The update_state node in the orchestrator is the only writer to QualificationState dimensions. No other node modifies these fields.
Lead level derivation
lead_level is derived from QualificationState by the score_router node at each turn. It is not stored as a persistent field — it is recomputed from the current QualificationState on every evaluation. The value stored in SessionState.lead_level reflects the last computed level and is used for context packet generation; it is not used in routing (routing always recomputes from raw dimensions).
Algorithm: see Data Models — Lead level derivation for the canonical implementation, including the P3 referral pattern.
Stage transitions
current_stage follows the respond → advance → propose sequence defined in chat-behaviour.md. Stage transitions are driven by the orchestrator’s routing decisions, not by a separate state update.
| Transition | Trigger |
|---|---|
| Stage 1 → Stage 2 | After the first substantive response has been delivered (first completed turn) |
| Stage 2 → Stage 3 | score_router routes to propose_handoff (hot lead, explicit request, or stall) |
| Stage 3 → Stage 2 | After propose_handoff completes, if the visitor continues the conversation without accepting the proposal |
Stage 3 is not a terminal state. If the visitor declines or ignores the handoff proposal and continues asking questions, the session returns to Stage 2 and qualification continues normally.
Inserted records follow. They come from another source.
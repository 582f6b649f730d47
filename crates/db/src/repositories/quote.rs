use chrono::{DateTime, Utc};
use sqlx::{sqlite::SqliteRow, Row};

use devis_core::domain::quote::{Quote, QuoteId, QuoteSection, QuoteStatus};

use super::material::parse_decimal;
use super::{QuoteRepository, RepositoryError};
use crate::DbPool;

pub struct SqlQuoteRepository {
    pool: DbPool,
}

impl SqlQuoteRepository {
    pub fn new(pool: DbPool) -> Self {
        Self { pool }
    }
}

const SELECT_COLUMNS: &str = "id, quote_number, client_name, client_email, client_phone, \
     client_address, status, notes, payment_conditions, validity_days, execution_timeframe, \
     discount_percentage, iva_rate, created_at, sections_json, total_materials, total_labor, \
     subtotal, discount_amount, iva_amount, total";

#[async_trait::async_trait]
impl QuoteRepository for SqlQuoteRepository {
    async fn list(&self) -> Result<Vec<Quote>, RepositoryError> {
        let rows = sqlx::query(&format!(
            "SELECT {SELECT_COLUMNS} FROM quote ORDER BY created_at DESC, quote_number DESC"
        ))
        .fetch_all(&self.pool)
        .await?;

        rows.into_iter().map(quote_from_row).collect()
    }

    async fn find_by_id(&self, id: &QuoteId) -> Result<Option<Quote>, RepositoryError> {
        let row = sqlx::query(&format!("SELECT {SELECT_COLUMNS} FROM quote WHERE id = ?"))
            .bind(&id.0)
            .fetch_optional(&self.pool)
            .await?;

        row.map(quote_from_row).transpose()
    }

    async fn save(&self, quote: Quote) -> Result<(), RepositoryError> {
        let sections_json = serde_json::to_string(&quote.sections)
            .map_err(|error| RepositoryError::Decode(format!("encode sections: {error}")))?;

        sqlx::query(
            "INSERT INTO quote (
                id, quote_number, client_name, client_email, client_phone, client_address,
                status, notes, payment_conditions, validity_days, execution_timeframe,
                discount_percentage, iva_rate, created_at, sections_json, total_materials,
                total_labor, subtotal, discount_amount, iva_amount, total
             ) VALUES (?, ?, ?, ?, ?, ?, ?, ?, ?, ?, ?, ?, ?, ?, ?, ?, ?, ?, ?, ?, ?)
             ON CONFLICT(id) DO UPDATE SET
                quote_number = excluded.quote_number,
                client_name = excluded.client_name,
                client_email = excluded.client_email,
                client_phone = excluded.client_phone,
                client_address = excluded.client_address,
                status = excluded.status,
                notes = excluded.notes,
                payment_conditions = excluded.payment_conditions,
                validity_days = excluded.validity_days,
                execution_timeframe = excluded.execution_timeframe,
                discount_percentage = excluded.discount_percentage,
                iva_rate = excluded.iva_rate,
                created_at = excluded.created_at,
                sections_json = excluded.sections_json,
                total_materials = excluded.total_materials,
                total_labor = excluded.total_labor,
                subtotal = excluded.subtotal,
                discount_amount = excluded.discount_amount,
                iva_amount = excluded.iva_amount,
                total = excluded.total",
        )
        .bind(&quote.id.0)
        .bind(&quote.quote_number)
        .bind(&quote.client_name)
        .bind(quote.client_email.as_deref())
        .bind(quote.client_phone.as_deref())
        .bind(&quote.client_address)
        .bind(quote.status.as_str())
        .bind(quote.notes.as_deref())
        .bind(quote.payment_conditions.as_deref())
        .bind(i64::from(quote.validity_days))
        .bind(quote.execution_timeframe.as_deref())
        .bind(quote.discount_percentage.to_string())
        .bind(quote.iva_rate.to_string())
        .bind(quote.created_at.to_rfc3339())
        .bind(sections_json)
        .bind(quote.total_materials.to_string())
        .bind(quote.total_labor.to_string())
        .bind(quote.subtotal.to_string())
        .bind(quote.discount_amount.to_string())
        .bind(quote.iva_amount.to_string())
        .bind(quote.total.to_string())
        .execute(&self.pool)
        .await?;

        Ok(())
    }

    async fn delete(&self, id: &QuoteId) -> Result<bool, RepositoryError> {
        let result =
            sqlx::query("DELETE FROM quote WHERE id = ?").bind(&id.0).execute(&self.pool).await?;

        Ok(result.rows_affected() > 0)
    }

    async fn list_quote_numbers(&self) -> Result<Vec<String>, RepositoryError> {
        let rows = sqlx::query("SELECT quote_number FROM quote").fetch_all(&self.pool).await?;

        Ok(rows.into_iter().map(|row| row.get::<String, _>("quote_number")).collect())
    }
}

fn quote_from_row(row: SqliteRow) -> Result<Quote, RepositoryError> {
    let status_raw = row.try_get::<String, _>("status")?;
    let status = QuoteStatus::parse(&status_raw)
        .ok_or_else(|| RepositoryError::Decode(format!("unknown quote status `{status_raw}`")))?;

    let sections_json = row.try_get::<String, _>("sections_json")?;
    let sections = serde_json::from_str::<Vec<QuoteSection>>(&sections_json)
        .map_err(|error| RepositoryError::Decode(format!("invalid sections_json: {error}")))?;

    Ok(Quote {
        id: QuoteId(row.try_get("id")?),
        quote_number: row.try_get("quote_number")?,
        client_name: row.try_get("client_name")?,
        client_email: row.try_get("client_email")?,
        client_phone: row.try_get("client_phone")?,
        client_address: row.try_get("client_address")?,
        status,
        notes: row.try_get("notes")?,
        payment_conditions: row.try_get("payment_conditions")?,
        validity_days: parse_u32("validity_days", row.try_get("validity_days")?)?,
        execution_timeframe: row.try_get("execution_timeframe")?,
        discount_percentage: parse_decimal(
            "discount_percentage",
            row.try_get("discount_percentage")?,
        )?,
        iva_rate: parse_decimal("iva_rate", row.try_get("iva_rate")?)?,
        created_at: parse_timestamp("created_at", row.try_get("created_at")?)?,
        sections,
        total_materials: parse_decimal("total_materials", row.try_get("total_materials")?)?,
        total_labor: parse_decimal("total_labor", row.try_get("total_labor")?)?,
        subtotal: parse_decimal("subtotal", row.try_get("subtotal")?)?,
        discount_amount: parse_decimal("discount_amount", row.try_get("discount_amount")?)?,
        iva_amount: parse_decimal("iva_amount", row.try_get("iva_amount")?)?,
        total: parse_decimal("total", row.try_get("total")?)?,
    })
}

fn parse_u32(column: &str, value: i64) -> Result<u32, RepositoryError> {
    u32::try_from(value).map_err(|_| {
        RepositoryError::Decode(format!(
            "invalid value for `{column}` (expected non-negative u32): {value}"
        ))
    })
}

fn parse_timestamp(column: &str, value: String) -> Result<DateTime<Utc>, RepositoryError> {
    DateTime::parse_from_rfc3339(&value).map(|timestamp| timestamp.with_timezone(&Utc)).map_err(
        |error| {
            RepositoryError::Decode(format!("invalid timestamp in `{column}`: `{value}` ({error})"))
        },
    )
}

#[cfg(test)]
mod tests {
    use rust_decimal_macros::dec;

    use devis_core::domain::quote::{QuoteItem, QuoteSection, QuoteStatus};
    use devis_core::lifecycle::{self, QuoteDraft};

    use super::SqlQuoteRepository;
    use crate::migrations;
    use crate::repositories::QuoteRepository;
    use crate::{connect_with_settings, DbPool};

    async fn setup_pool() -> DbPool {
        let pool = connect_with_settings("sqlite::memory:", 1, 30).await.expect("connect");
        migrations::run_pending(&pool).await.expect("migrate");
        pool
    }

    fn sample(number: &str) -> devis_core::domain::quote::Quote {
        let draft = QuoteDraft {
            client_name: "M. Dupont".to_string(),
            client_address: "12 rue des Artisans, Luxembourg".to_string(),
            ..QuoteDraft::default()
        };
        let mut quote =
            lifecycle::create(draft, number.to_string(), &lifecycle::QuoteDefaults::default())
                .expect("valid draft");
        let mut section = QuoteSection::new("Travaux".to_string());
        section.items.push(QuoteItem::manual(
            "Pose carrelage".to_string(),
            "m²".to_string(),
            dec!(10),
            dec!(45),
        ));
        quote.sections.push(section);
        quote.recompute();
        quote
    }

    #[tokio::test]
    async fn sql_quote_repo_round_trip() {
        let repo = SqlQuoteRepository::new(setup_pool().await);
        let quote = sample("Q-2026-001");

        repo.save(quote.clone()).await.expect("save");
        let found = repo.find_by_id(&quote.id).await.expect("find");

        assert_eq!(found, Some(quote));
    }

    #[tokio::test]
    async fn derived_amounts_survive_storage_exactly() {
        let repo = SqlQuoteRepository::new(setup_pool().await);
        let mut quote = sample("Q-2026-001");
        quote.set_discount_percentage(dec!(10)).expect("editable");
        repo.save(quote.clone()).await.expect("save");

        let found = repo.find_by_id(&quote.id).await.expect("find").expect("exists");
        assert_eq!(found.subtotal, dec!(450));
        assert_eq!(found.discount_amount, dec!(45));
        assert_eq!(found.iva_amount, dec!(68.85));
        assert_eq!(found.total, dec!(473.85));
    }

    #[tokio::test]
    async fn status_round_trips_through_text_column() {
        let repo = SqlQuoteRepository::new(setup_pool().await);
        let mut quote = sample("Q-2026-001");
        devis_core::lifecycle::mark_sent(&mut quote).expect("draft->sent");
        repo.save(quote.clone()).await.expect("save");

        let found = repo.find_by_id(&quote.id).await.expect("find").expect("exists");
        assert_eq!(found.status, QuoteStatus::Sent);
    }

    #[tokio::test]
    async fn quote_numbers_cover_every_stored_quote() {
        let repo = SqlQuoteRepository::new(setup_pool().await);
        repo.save(sample("Q-2026-001")).await.expect("save");
        repo.save(sample("Q-2026-002")).await.expect("save");

        let mut numbers = repo.list_quote_numbers().await.expect("numbers");
        numbers.sort();
        assert_eq!(numbers, vec!["Q-2026-001", "Q-2026-002"]);
    }

    #[tokio::test]
    async fn delete_removes_the_quote() {
        let repo = SqlQuoteRepository::new(setup_pool().await);
        let quote = sample("Q-2026-001");
        repo.save(quote.clone()).await.expect("save");

        assert!(repo.delete(&quote.id).await.expect("delete"));
        assert_eq!(repo.find_by_id(&quote.id).await.expect("find"), None);
    }
}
The stage3_proposals_issued counter increments, and the turn_counter resets, but the qualification dimensions are not affected.
Disqualification and Negative Persona Handling
is_negative_persona and is_no_fit are set by update_state when the visitor’s messages match the patterns defined in chat-behaviour.md and the PRD (FR-11, FR-11a).
is_negative_persona = True is set when the visitor’s behaviour matches N1 (competitor intelligence gathering) or N2 (researcher/journalist/student with no commercial intent). Once set, it is never unset in the same session.
is_no_fit = True is set when the visitor expresses individual contractor scope, geographic or regulatory mismatch, academic purpose, or any other context in the explicit disqualification list. Consultant/evaluator patterns are not no-fit — see the is_consultant flag.
Effect on routing:
derive_lead_level()always returns"cold"when either flag is true.score_routerwill never route topropose_handoffwithreason = "hot_lead".- Explicit human requests (
explicit_human_request = True) still triggerpropose_handoffeven whenis_negative_personais true — refusing an explicit human request is prohibited regardless of persona (FR-10,human-handoff.md).
is_consultant = True is set when the visitor identifies as a freelancer or agency professional evaluating on behalf of a client. This is not a disqualification flag — it is a routing modifier. When set, QualificationState dimensions are evaluated against the client’s context, not the consultant’s. The context packet flags this pattern explicitly so the sales rep does not pitch the consultant as the buyer.
Sliding Window — Context Window Management (EC-13)
The messages list is a sliding window of fixed maximum size. When the window is full and a new message is added, the oldest entry is evicted.
Implementation: see Data Models — Message (sliding window mechanics).
What is not lost on eviction: QualificationState dimensions, lead_level, turn_counter, stage3_proposals_issued, visitor_* fields, and signals_observed. These are stored independently of the message window and are never evicted. The sliding window only affects the raw message history passed to the LLM.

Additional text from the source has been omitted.